Eastward Chicago, Ind. (b. 1933)

Mary Beth Edelson, "Some Living American Women Artists / Last Supper," 1972
Mary Beth Edelson, "Some Living American Women Artists / Last Supper," 1972

Mary Beth Edelson Courtesy of Balice Hertling, LLC, New York / SAMMLUNG VERBUND, Vienna

Mary Beth Edelson's piece of work often revisits and revamps the past, reimagining a history where femininity is privileged instead of penalized. In her "Goddess Art" series, Edelson used red china marker and oil paint to transform photographs into universal symbols of ritual feminine ability. The photos incorporated aboriginal figures like Baubo and Sheela na gig ― both of whom warded off evil by showing their genitalia.

Perhaps Edelson's most famous work, featured above, is 1972's "Some Living American Women Artists / Last Supper." The creative person edits Leonardo da Vinci'south iconic portrait of Christ and his disciples enjoying a family meal, replacing the men with the images of 69 female artists including Georgia O'Keeffe, Helen Frankenthaler, Lee Krasner, and Louise Bourgeois. The piece challenged religion's tradition of oppressing women while acknowledging the feminine forces whose names and faces are too often excluded from history.

"This is what information technology feels like to have been edited [and] cutting out of art history for centuries," the artist said. The paradigm was afterwards made into a affiche, which was circulated widely amongst women artists and feminist activists, eventually becoming one of the defining pictures of the movement.

8. Ewa Partum

Grodzisk Mazowiecki, Poland (b. 1945)

Ewa Partum, "Change," 1974
Ewa Partum, "Modify," 1974

Ewa Partum Courtesy of Galerie M+R Fricke, Berlin / Bildrecht, Vienna, 2015 / SAMMLUNG VERBUND, Vienna

Fed upwards with the discrimination she felt every bit a adult female performance artist, Ewa Partum began to comprise her naked trunk into her work. Although many critics were quick to label this a maneuver of egocentrism rather than thoughtfulness, Partum expressed vehemently her want to transform her self and body into a work of art in club to dismantle the perception that a woman'south body was a sexual object or a thing of nature. She was a signifier, a field of study, in control of her torso, work and life.
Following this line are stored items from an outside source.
//! `series` command: build adjusted series and write them as CSV.

use std::io::Write;
use std::path::PathBuf;

use anyhow::Result;
use clap::Args;

use crate::adjust::{load_fund_list, AdjustedSeries, AdjustmentEngine, TickerSeries};

use super::AppContext;

/// Arguments for the series command
#[derive(Args, Debug)]
pub struct SeriesArgs {
    /// Rename chain, oldest first, current symbol last (e.g. OLD11,NEW11)
    #[arg(long, value_delimiter = ',', conflicts_with = "funds")]
    pub chain: Option<Vec<String>>,

    /// Fund-list JSON file ({"funds": ["AAA11", ["OLD11","NEW11"]]})
    #[arg(long)]
    pub funds: Option<PathBuf>,

    /// Write CSV files into this directory instead of stdout
    #[arg(long)]
    pub output: Option<PathBuf>,
}

/// Execute the series command.
pub async fn execute(args: SeriesArgs) -> Result<()> {
    let ctx = AppContext::init().await?;
    let engine = AdjustmentEngine::new(ctx.quotes.clone(), ctx.events.clone());

    let specs: Vec<TickerSeries> = if let Some(path) = args.funds {
        load_fund_list(&path)?
    } else if let Some(chain) = args.chain {
        vec![TickerSeries::new(chain)?]
    } else {
        anyhow::bail!("pass --chain or --funds");
    };

    if let Some(ref dir) = args.output {
        std::fs::create_dir_all(dir)?;
    }

    for spec in &specs {
        let series = engine.build(spec).await?;
        match args.output {
            Some(ref dir) => {
                let path = dir.join(format!("{}.csv", series.label));
                let mut file = std::fs::File::create(&path)?;
                write_csv(&mut file, &series)?;
                println!("{}: {} rows -> {}", series.label, series.rows.len(), path.display());
            }
            None => {
                write_csv(&mut std::io::stdout().lock(), &series)?;
            }
        }
    }

    Ok(())
}

fn write_csv(out: &mut impl Write, series: &AdjustedSeries) -> std::io::Result<()> {
    writeln!(
        out,
        "date,ticker,open,high,low,close,volume,trade_count,quantity,adjustment"
    )?;
    for row in &series.rows {
        writeln!(
            out,
            "{},{},{:.6},{:.6},{:.6},{:.6},{:.2},{},{:.2},{}",
            row.date,
            series.label,
            row.open,
            row.high,
            row.low,
            row.close,
            row.volume,
            row.trade_count,
            row.quantity,
            row.adjustment
        )?;
    }
    Ok(())
}
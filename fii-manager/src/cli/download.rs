//! `download` command: fetch archives from the exchange.

use anyhow::Result;
use chrono::{NaiveDate, Utc};
use clap::Args;
use tracing::{error, info, warn};

use fii_common::calendar::WeekdayCalendar;
use fii_common::error::ErrorClassification;

use crate::downloader::{ArchiveDownloader, DownloadError, DownloadPlanner};
use crate::parser::QuoteArchive;

use super::AppContext;

/// Arguments for the download command
#[derive(Args, Debug)]
pub struct DownloadArgs {
    /// Download one daily archive (YYYY-MM-DD)
    #[arg(long, conflicts_with_all = ["from", "auto", "year"])]
    pub date: Option<NaiveDate>,

    /// Start of a daily range (YYYY-MM-DD), inclusive
    #[arg(long, requires = "to", conflicts_with_all = ["auto", "year"])]
    pub from: Option<NaiveDate>,

    /// End of a daily range (YYYY-MM-DD), inclusive
    #[arg(long, requires = "from")]
    pub to: Option<NaiveDate>,

    /// Download every trading day missing since the last processed one
    #[arg(long)]
    pub auto: bool,

    /// Download one yearly archive
    #[arg(long)]
    pub year: Option<i32>,

    /// Re-download files that already exist in the staging directory
    #[arg(long)]
    pub force: bool,
}

/// Execute the download command. Returns false when nothing in the batch
/// succeeded even though something was attempted.
pub async fn execute(args: DownloadArgs) -> Result<bool> {
    let ctx = AppContext::init().await?;
    let calendar = WeekdayCalendar;
    let planner = DownloadPlanner::new(&calendar);

    let mut names: Vec<String> = Vec::new();
    if let Some(year) = args.year {
        names.push(QuoteArchive::yearly_name(year));
    }
    if let Some(date) = args.date {
        if let Some(day) = planner.plan_day(date) {
            names.push(QuoteArchive::daily_name(day));
        }
    }
    if let (Some(from), Some(to)) = (args.from, args.to) {
        names.extend(planner.plan_range(from, to).into_iter().map(QuoteArchive::daily_name));
    }
    if args.auto {
        let today = Utc::now().date_naive();
        names.extend(
            planner
                .plan_auto(&ctx.ledger, today)
                .await?
                .into_iter()
                .map(QuoteArchive::daily_name),
        );
    }

    if names.is_empty() {
        info!("nothing to download");
        return Ok(true);
    }

    let mut downloader = ArchiveDownloader::new(ctx.settings.downloader.clone())?;
    let data_dir = &ctx.settings.downloader.data_dir;
    std::fs::create_dir_all(data_dir)?;

    let mut succeeded = 0usize;
    let mut unavailable = 0usize;
    let mut failed = 0usize;

    for name in &names {
        let destination = data_dir.join(name);
        if destination.exists() && !args.force {
            info!("{} already staged, skipping (use --force to refetch)", name);
            succeeded += 1;
            continue;
        }

        match downloader.fetch(name, &destination).await {
            Ok(report) => {
                info!("{} fetched in {} attempt(s)", name, report.attempts);
                succeeded += 1;
            }
            Err(DownloadError::NotYetPublished(_)) => {
                warn!("{} not yet published, try again later", name);
                unavailable += 1;
            }
            Err(err) => {
                error!(
                    "{} failed ({}): {}",
                    name,
                    if err.is_transient() { "transient" } else { "permanent" },
                    err
                );
                failed += 1;
            }
        }
    }

    println!("\nDownload summary:");
    println!("  fetched or staged: {}", succeeded);
    println!("  not yet published: {}", unavailable);
    println!("  failed:            {}", failed);

    Ok(succeeded > 0 || failed == 0)
}
//! Common error types shared across the workspace.
//!
//! Crate-specific errors wrap these using `#[from]`.

use std::time::Duration;
use thiserror::Error;

/// Store-related errors.
///
/// Covers queries, connections and transactions against the SQLite store.
#[derive(Error, Debug)]
#[non_exhaustive]
pub enum StoreError {
    /// Query execution failed
    #[error("Query failed: {0}")]
    Query(String),

    /// Opening or connecting to the store failed
    #[error("Store connection failed: {0}")]
    Connection(String),

    /// The engine reported the database as busy/locked
    #[error("Store busy: {0}")]
    Busy(String),

    /// Operation exceeded the busy timeout
    #[error("Store timeout after {0:?}")]
    Timeout(Duration),
}

impl From<sqlx::Error> for StoreError {
    fn from(err: sqlx::Error) -> Self {
        match &err {
            sqlx::Error::PoolTimedOut => StoreError::Timeout(Duration::from_secs(30)),
            sqlx::Error::Io(_) => StoreError::Connection(err.to_string()),
            sqlx::Error::Database(db) if db.message().contains("locked") => {
                StoreError::Busy(db.message().to_string())
            }
            _ => StoreError::Query(err.to_string()),
        }
    }
}

/// Configuration errors. Fatal at startup.
#[derive(Error, Debug)]
#[non_exhaustive]
pub enum ConfigurationError {
    /// Required field is missing
    #[error("Missing required setting: {0}")]
    MissingField(String),

    /// Field has an invalid value
    #[error("Invalid value for '{field}': {reason}")]
    InvalidValue { field: String, reason: String },

    /// Configuration source could not be parsed
    #[error("Parse error: {0}")]
    Parse(String),
}

/// Serialization and parsing errors (JSON import files, cached values).
#[derive(Error, Debug)]
#[non_exhaustive]
pub enum SerializationError {
    #[error("JSON error: {0}")]
    Json(String),

    #[error("Invalid format: {0}")]
    InvalidFormat(String),
}

impl From<serde_json::Error> for SerializationError {
    fn from(err: serde_json::Error) -> Self {
        SerializationError::Json(err.to_string())
    }
}

/// Validation errors for data integrity checks (corporate-action import).
#[derive(Error, Debug, Clone, PartialEq)]
#[non_exhaustive]
pub enum ValidationError {
    /// Value is out of the allowed range
    #[error("{field} value {value} is out of range (must be {requirement})")]
    OutOfRange {
        field: &'static str,
        value: String,
        requirement: &'static str,
    },

    /// Required field is empty or missing
    #[error("{field} is required but was empty")]
    Required { field: &'static str },

    /// Field has an invalid format
    #[error("{field} has invalid format: {reason}")]
    InvalidFormat { field: &'static str, reason: String },

    /// Conflicting duplicate of an existing row
    #[error("conflicts with existing row: {0}")]
    Conflict(String),
}

impl ValidationError {
    /// Create a Required validation error
    pub fn required(field: &'static str) -> Self {
        ValidationError::Required { field }
    }

    /// Create an OutOfRange validation error
    pub fn out_of_range(
        field: &'static str,
        value: impl ToString,
        requirement: &'static str,
    ) -> Self {
        ValidationError::OutOfRange {
            field,
            value: value.to_string(),
            requirement,
        }
    }

    /// Create an InvalidFormat validation error
    pub fn invalid_format(field: &'static str, reason: impl Into<String>) -> Self {
        ValidationError::InvalidFormat {
            field,
            reason: reason.into(),
        }
    }
}

#[cfg(test)]
mod tests {
    use super::*;

    #[test]
    fn validation_error_constructors() {
        let err = ValidationError::required("ticker");
        assert!(err.to_string().contains("ticker is required"));

        let err = ValidationError::out_of_range("factor", "-2", "> 0");
        assert!(err.to_string().contains("out of range"));

        let err = ValidationError::invalid_format("effective_date", "not a date");
        assert!(err.to_string().contains("invalid format"));
    }

    #[test]
    fn store_error_maps_busy_timeouts() {
        let err = StoreError::Busy("database is locked".to_string());
        assert!(err.to_string().contains("busy"));

        let err = StoreError::Timeout(Duration::from_secs(30));
        assert!(err.to_string().contains("30"));
    }
}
Partum'southward work often revolved effectually language, poetry, women'south bodies, and the intersections between them. For her first feminist slice, 1971'southward "Lipstick Pictures," Partum took prints of her lips while mouthing particular letters, then combined the images to spell out words similar "fine art" and "honey." The piece laid blank the physicality of language, non to mention the femininity, relishing the similarity between women'southward lips and their ballocks.

In "Modify," featured higher up, Partum enlisted a makeup artist to, in front of an audience and on camera, apply makeup to historic period half of her face. Past artificially aging a portion of her face, Partum addressed the standards of beauty established and perpetuated by men, that deem women undesirable as they abound older. She eventually plastered the image on posters which were spread effectually socialist Poland along with the words "My problem is the problem of a adult female."

"Feminist Advanced of the 1970s" runs until Jan. 15, 2017 at The Photographer'due south Gallery in London.